Hailey Houser, a sophomore radiology major, was diagnosed with Type 1 diabetes when she was 12 years old.

“I got sick out of nowhere. Luckily my mom noticed something was wrong. She took me to an express care and they thought I had Type 2 diabetes. My mom didn’t agree, so we went to my doctor. They sent me to the hospital, took tests, and diagnosed me with Type 1. I became insulin dependent since that day,” said Houser.

Although you can be diagnosed with diabetes at any age, onset is often in the teenage years. According to jdrf.org, it is estimated that by 2050, 5 million people in the U.S. will have T1D.

Clarissa Brittenham, senior nursing major, was diagnosed with T1D when she was two years old.

“I have taken my insulin through daily manual injections (shots) or through an insulin pump. When I was first diagnosed, the insulin pump was not approved by the FDA for children. In 1st grade, I was finally able to get an insulin pump. Since then I have used an insulin pump most of the time, occasionally switching back to shots to give my body a break from the pump,” said Brittenham.

Researchers do not know the exact cause of T1D, but there are some known triggers and onset factors.

“They believe that you have to have inherited the gene from a parent and they believe that there has to be an environmental trigger to cause the autoimmune disease,” said Sue Unruh, an instructor in the School of Nursing at Washburn University, who lives with T1D. “Theoretically it would be possible to have the gene and never have the trigger. The problem is, we don’t know what all of the triggers are.”

Type 1 diabetes is a monster of a disease. Those who suffer with it can’t simply just sit down, eat a meal, and relax.

“It really turned my world upside down,” said Houser. “I couldn’t just go eat. I’d have to count carbs and then I’d have to check my blood sugar and then I’d have to figure out how much insulin I’d have to take before I could even eat.”

Those with T1D must change their entire lifestyle in order to properly manage it. There is no cure.

“I wish people knew that patients with Type 1 diabetes can live long lives with minimal complications if they monitor their blood sugars and treat,” said Unruh. “Type 1 diabetics are not invalids. They’re out there playing sports. They’re hiking mount Everest. There’s a Type 1 gentleman who sailed around the world alone. Nothing is holding them back.”

Although it is by no means easy to monitor blood sugar 24/7, it is essential for those who suffer from T1D. Despite this burden, those with the disease are just as capable as any healthy person.

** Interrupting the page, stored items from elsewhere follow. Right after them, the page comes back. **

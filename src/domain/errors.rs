//! Domain errors. Used by ports and use cases.
//!
//! Adapters map infrastructure errors into these.

use thiserror::Error;

#[derive(Error, Debug)]
pub enum DomainError {
    /// Network failure talking to the board service (includes timeouts).
    #[error("request to {path} failed: {message}")]
    Transport { path: String, message: String },

    #[error("request to {path} returned status code {status}")]
    Status { path: String, status: u16 },

    #[error("could not decode response from {path}: {message}")]
    Decode { path: String, message: String },

    #[error("cannot parse board id from project card '{card_name}' ({card_id})")]
    BoardIdParse { card_id: String, card_name: String },

    #[error("project board {board_id} is missing Todo list")]
    MissingTodoList { board_id: String },

    #[error("board {board_id} was not fetched")]
    BoardNotFound { board_id: String },

    /// A fan-out worker panicked or was cancelled.
    #[error("worker task failed: {0}")]
    Task(String),

    #[error("Configuration error: {0}")]
    Config(String),
}
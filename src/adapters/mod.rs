//! Infrastructure adapters. Implement ports.
//!
//! Trello (outbound) and the HTTP server (inbound). Map errors to DomainError.

pub mod http;
pub mod trello;
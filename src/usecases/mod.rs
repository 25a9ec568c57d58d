//! Application use cases. Orchestrate domain logic via ports.

pub mod fan_out;
pub mod fetcher;

pub use fan_out::fan_out;
pub use fetcher::ActionFetcher;
//! HTTP inbound adapter (axum). Serves the action list as JSON-API documents.

pub mod routes;
pub mod view;

pub use routes::{router, serve};
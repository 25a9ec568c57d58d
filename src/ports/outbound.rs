//! Outbound ports. Application calls into infrastructure.
//!
//! Implemented by adapters.

use crate::domain::{Board, Card, DomainError, List};

/// Board service gateway (Trello). Each call is one network round trip.
///
/// Errors carry the request path (never credentials) for diagnostics.
#[async_trait::async_trait]
pub trait BoardService: Send + Sync {
    /// Cards the authenticated member is assigned to.
    async fn owned_cards(&self) -> Result<Vec<Card>, DomainError>;

    /// Cards on a list, in list order.
    async fn cards_on_list(&self, list_id: &str) -> Result<Vec<Card>, DomainError>;

    /// Lists on a board, in board order.
    async fn lists_on_board(&self, board_id: &str) -> Result<Vec<List>, DomainError>;

    async fn get_board(&self, board_id: &str) -> Result<Board, DomainError>;
}
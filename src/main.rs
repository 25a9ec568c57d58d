//! Wiring & DI. Entry point: bootstrap adapters, inject into the fetcher, serve HTTP.
//! No business logic here.

use dotenv::dotenv;
use next_actions::adapters::http;
use next_actions::adapters::trello::TrelloAdapter;
use next_actions::ports::{ActionsPort, BoardService};
use next_actions::shared::config::AppConfig;
use next_actions::usecases::ActionFetcher;
use std::path::PathBuf;
use std::sync::Arc;
use tracing::info;
use tracing_subscriber::{EnvFilter, layer::SubscriberExt, util::SubscriberInitExt};

#[tokio::main]
async fn main() -> anyhow::Result<()> {
    let cwd = std::env::current_dir().unwrap_or_else(|_| PathBuf::from("."));
    let env_loaded = dotenv();
    tracing_subscriber::registry()
        .with(EnvFilter::try_from_default_env().unwrap_or_else(|_| "info".into()))
        .with(tracing_subscriber::fmt::layer())
        .init();

    match &env_loaded {
        Ok(path) => info!(path = %path.display(), "loaded .env"),
        Err(_) => info!(cwd = %cwd.display(), "no .env found (check CWD)"),
    }

    let cfg = AppConfig::load()?;
    let trello_cfg = Arc::new(cfg.trello_config()?);
    info!(
        base_url = %trello_cfg.base_url,
        next_actions_list = %trello_cfg.next_actions_list_id,
        projects_list = %trello_cfg.projects_list_id,
        "Trello configured"
    );

    // --- Board service client ---
    let timeout = cfg.request_timeout_or_default();
    let board_service: Arc<dyn BoardService> =
        Arc::new(TrelloAdapter::new(&trello_cfg, timeout)?);

    // --- Fetcher (inbound port for HTTP) ---
    let actions: Arc<dyn ActionsPort> = Arc::new(ActionFetcher::new(
        Arc::clone(&board_service),
        Arc::clone(&trello_cfg),
    ));

    // --- Serve ---
    let app = http::router(actions);
    http::serve(&cfg.bind_addr_or_default(), app).await
}
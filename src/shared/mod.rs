//! Cross-cutting settings shared by adapters and use cases.

pub mod config;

“There are some obstacles I had to jump through, but I was very active in high school. I was involved in dance, swimming, volleyball and other organizations. I just have to be aware of what my blood sugar is doing,” said Brittenham.

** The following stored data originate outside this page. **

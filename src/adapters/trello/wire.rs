//! Trello JSON payloads. Mapped into domain entities right after decoding.

use crate::domain::{BackgroundImage, Board, Card, List};
use chrono::{DateTime, Utc};
use serde::Deserialize;

#[derive(Debug, Deserialize)]
#[serde(rename_all = "camelCase")]
pub struct TrelloCard {
    pub id: String,
    pub name: String,
    #[serde(default)]
    pub desc: String,
    #[serde(default)]
    pub due: Option<DateTime<Utc>>,
    #[serde(default)]
    pub url: String,
    pub id_board: String,
}

#[derive(Debug, Deserialize)]
pub struct TrelloList {
    pub id: String,
    pub name: String,
}

#[derive(Debug, Deserialize)]
pub struct TrelloBoard {
    pub id: String,
    pub name: String,
    #[serde(default)]
    pub prefs: Option<TrelloPrefs>,
}

#[derive(Debug, Deserialize)]
#[serde(rename_all = "camelCase")]
pub struct TrelloPrefs {
    /// Scaled variants of the board background, smallest first. Null for plain colours.
    #[serde(default)]
    pub background_image_scaled: Option<Vec<TrelloImage>>,
}

#[derive(Debug, Deserialize)]
pub struct TrelloImage {
    pub url: String,
}

impl From<TrelloCard> for Card {
    fn from(c: TrelloCard) -> Self {
        Card {
            id: c.id,
            name: c.name,
            description: c.desc,
            due_by: c.due,
            url: c.url,
            board_id: c.id_board,
        }
    }
}

impl From<TrelloList> for List {
    fn from(l: TrelloList) -> Self {
        List {
            id: l.id,
            name: l.name,
        }
    }
}

impl From<TrelloBoard> for Board {
    fn from(b: TrelloBoard) -> Self {
        let background_images = b
            .prefs
            .and_then(|p| p.background_image_scaled)
            .unwrap_or_default()
            .into_iter()
            .map(|img| BackgroundImage { url: img.url })
            .collect();
        Board {
            id: b.id,
            name: b.name,
            background_images,
        }
    }
}
//! Fan-out/fan-in over independent remote lookups.
//!
//! One tokio task per item. Outcomes are gathered in completion order but
//! returned in input order. The first error observed wins; the remaining
//! tasks are aborted when the `JoinSet` is dropped.

use crate::domain::DomainError;
use std::future::Future;
use tokio::task::JoinSet;
use tracing::debug;

/// Run `worker` concurrently for every item and collect the results in input order.
pub async fn fan_out<T, R, F, Fut>(
    items: impl IntoIterator<Item = T>,
    worker: F,
) -> Result<Vec<R>, DomainError>
where
    T: Send + 'static,
    R: Send + 'static,
    F: Fn(T) -> Fut,
    Fut: Future<Output = Result<R, DomainError>> + Send + 'static,
{
    let mut set = JoinSet::new();
    let mut pending = 0usize;
    for (index, item) in items.into_iter().enumerate() {
        let task = worker(item);
        set.spawn(async move { (index, task.await) });
        pending += 1;
    }

    let mut slots: Vec<Option<R>> = std::iter::repeat_with(|| None).take(pending).collect();
    while let Some(joined) = set.join_next().await {
        let (index, outcome) = joined.map_err(|e| DomainError::Task(e.to_string()))?;
        match outcome {
            Ok(value) => slots[index] = Some(value),
            Err(e) => {
                debug!(index, remaining = set.len(), error = %e, "fan-out worker failed, aborting siblings");
                return Err(e);
            }
        }
    }

    Ok(slots.into_iter().flatten().collect())
}

#[cfg(test)]
mod tests {
    use super::*;
    use std::sync::Arc;
    use std::sync::atomic::{AtomicUsize, Ordering};
    use std::time::Duration;

    #[tokio::test]
    async fn test_results_follow_input_order() {
        // Earlier items sleep longer, so completion order is reversed.
        let out = fan_out(vec![30u64, 20, 10, 0], |ms| async move {
            tokio::time::sleep(Duration::from_millis(ms)).await;
            Ok::<_, DomainError>(ms)
        })
        .await
        .unwrap();

        assert_eq!(out, vec![30, 20, 10, 0]);
    }

    #[tokio::test]
    async fn test_empty_input() {
        let out: Vec<u8> = fan_out(Vec::<u8>::new(), |x| async move { Ok(x) })
            .await
            .unwrap();
        assert!(out.is_empty());
    }

    #[tokio::test]
    async fn test_first_error_wins() {
        let result = fan_out(vec![1, 2, 3], |n| async move {
            if n == 2 {
                Err(DomainError::MissingTodoList {
                    board_id: format!("board{}", n),
                })
            } else {
                tokio::time::sleep(Duration::from_millis(50)).await;
                Ok(n)
            }
        })
        .await;

        match result {
            Err(DomainError::MissingTodoList { board_id }) => assert_eq!(board_id, "board2"),
            other => panic!("expected MissingTodoList, got {:?}", other),
        }
    }

    #[tokio::test]
    async fn test_error_aborts_slow_siblings() {
        let finished = Arc::new(AtomicUsize::new(0));
        let counter = Arc::clone(&finished);

        let result = fan_out(vec![0u64, 500, 500], move |ms| {
            let counter = Arc::clone(&counter);
            async move {
                if ms == 0 {
                    return Err(DomainError::Task("boom".into()));
                }
                tokio::time::sleep(Duration::from_millis(ms)).await;
                counter.fetch_add(1, Ordering::SeqCst);
                Ok(ms)
            }
        })
        .await;

        assert!(result.is_err());
        tokio::time::sleep(Duration::from_millis(700)).await;
        assert_eq!(finished.load(Ordering::SeqCst), 0);
    }

    #[tokio::test]
    async fn test_panicking_worker_is_reported() {
        let result = fan_out(vec![1], |_| async move {
            if true {
                panic!("worker exploded");
            }
            Ok::<u8, DomainError>(0)
        })
        .await;

        assert!(matches!(result, Err(DomainError::Task(_))));
    }
}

Those with T1D don’t want your pity, but rather your understanding. They are not less than any other person because of their disease and they are just as strong and capable as anyone else.

“I hate pity, but I do appreciate understanding,” said Unruh.

Judgement from others is not uncommon when it comes to T1D. There are some people who do not know the difference between Type 1 and Type 2 and need to be educated.

“You get judged pulling out an insulin pin and putting a needle on there and taking a shot. Some people don’t know what it is and sometimes they ask questions, but other times they just stare at you and it’s hard because you know when they’re staring at you, they’re judging you,” said Houser.

When you meet someone with T1D, consider listening rather than trying to fix their problem. It is crucial to remember that they have lived through this disease and you haven’t. They didn’t ask to get sick and even with diligent management, the disease can be unpredictable.

“I wish people understood that the only treatment option is insulin. I have had so many people tell me about this great pill that I can take to reverse diabetes and cure it or that I should just exercise more or stop eating candy. If I did these things, yes, my blood sugars would be better controlled, but the “amazing pill” they have will not do anything for me,” said Brittenham.

T1D is something that these people will have to endure for the rest of their lives. The best thing you can give them is your support and understanding. Every day is a new struggle.

“You have no choice. Within one hour of being without insulin, I start to get higher blood sugars. Within four hours, I’m sick, and within a day or less, I’m dead,” said Unruh. “If I could have anything, it would be to go 24 hours disease free. Just one glorious day.”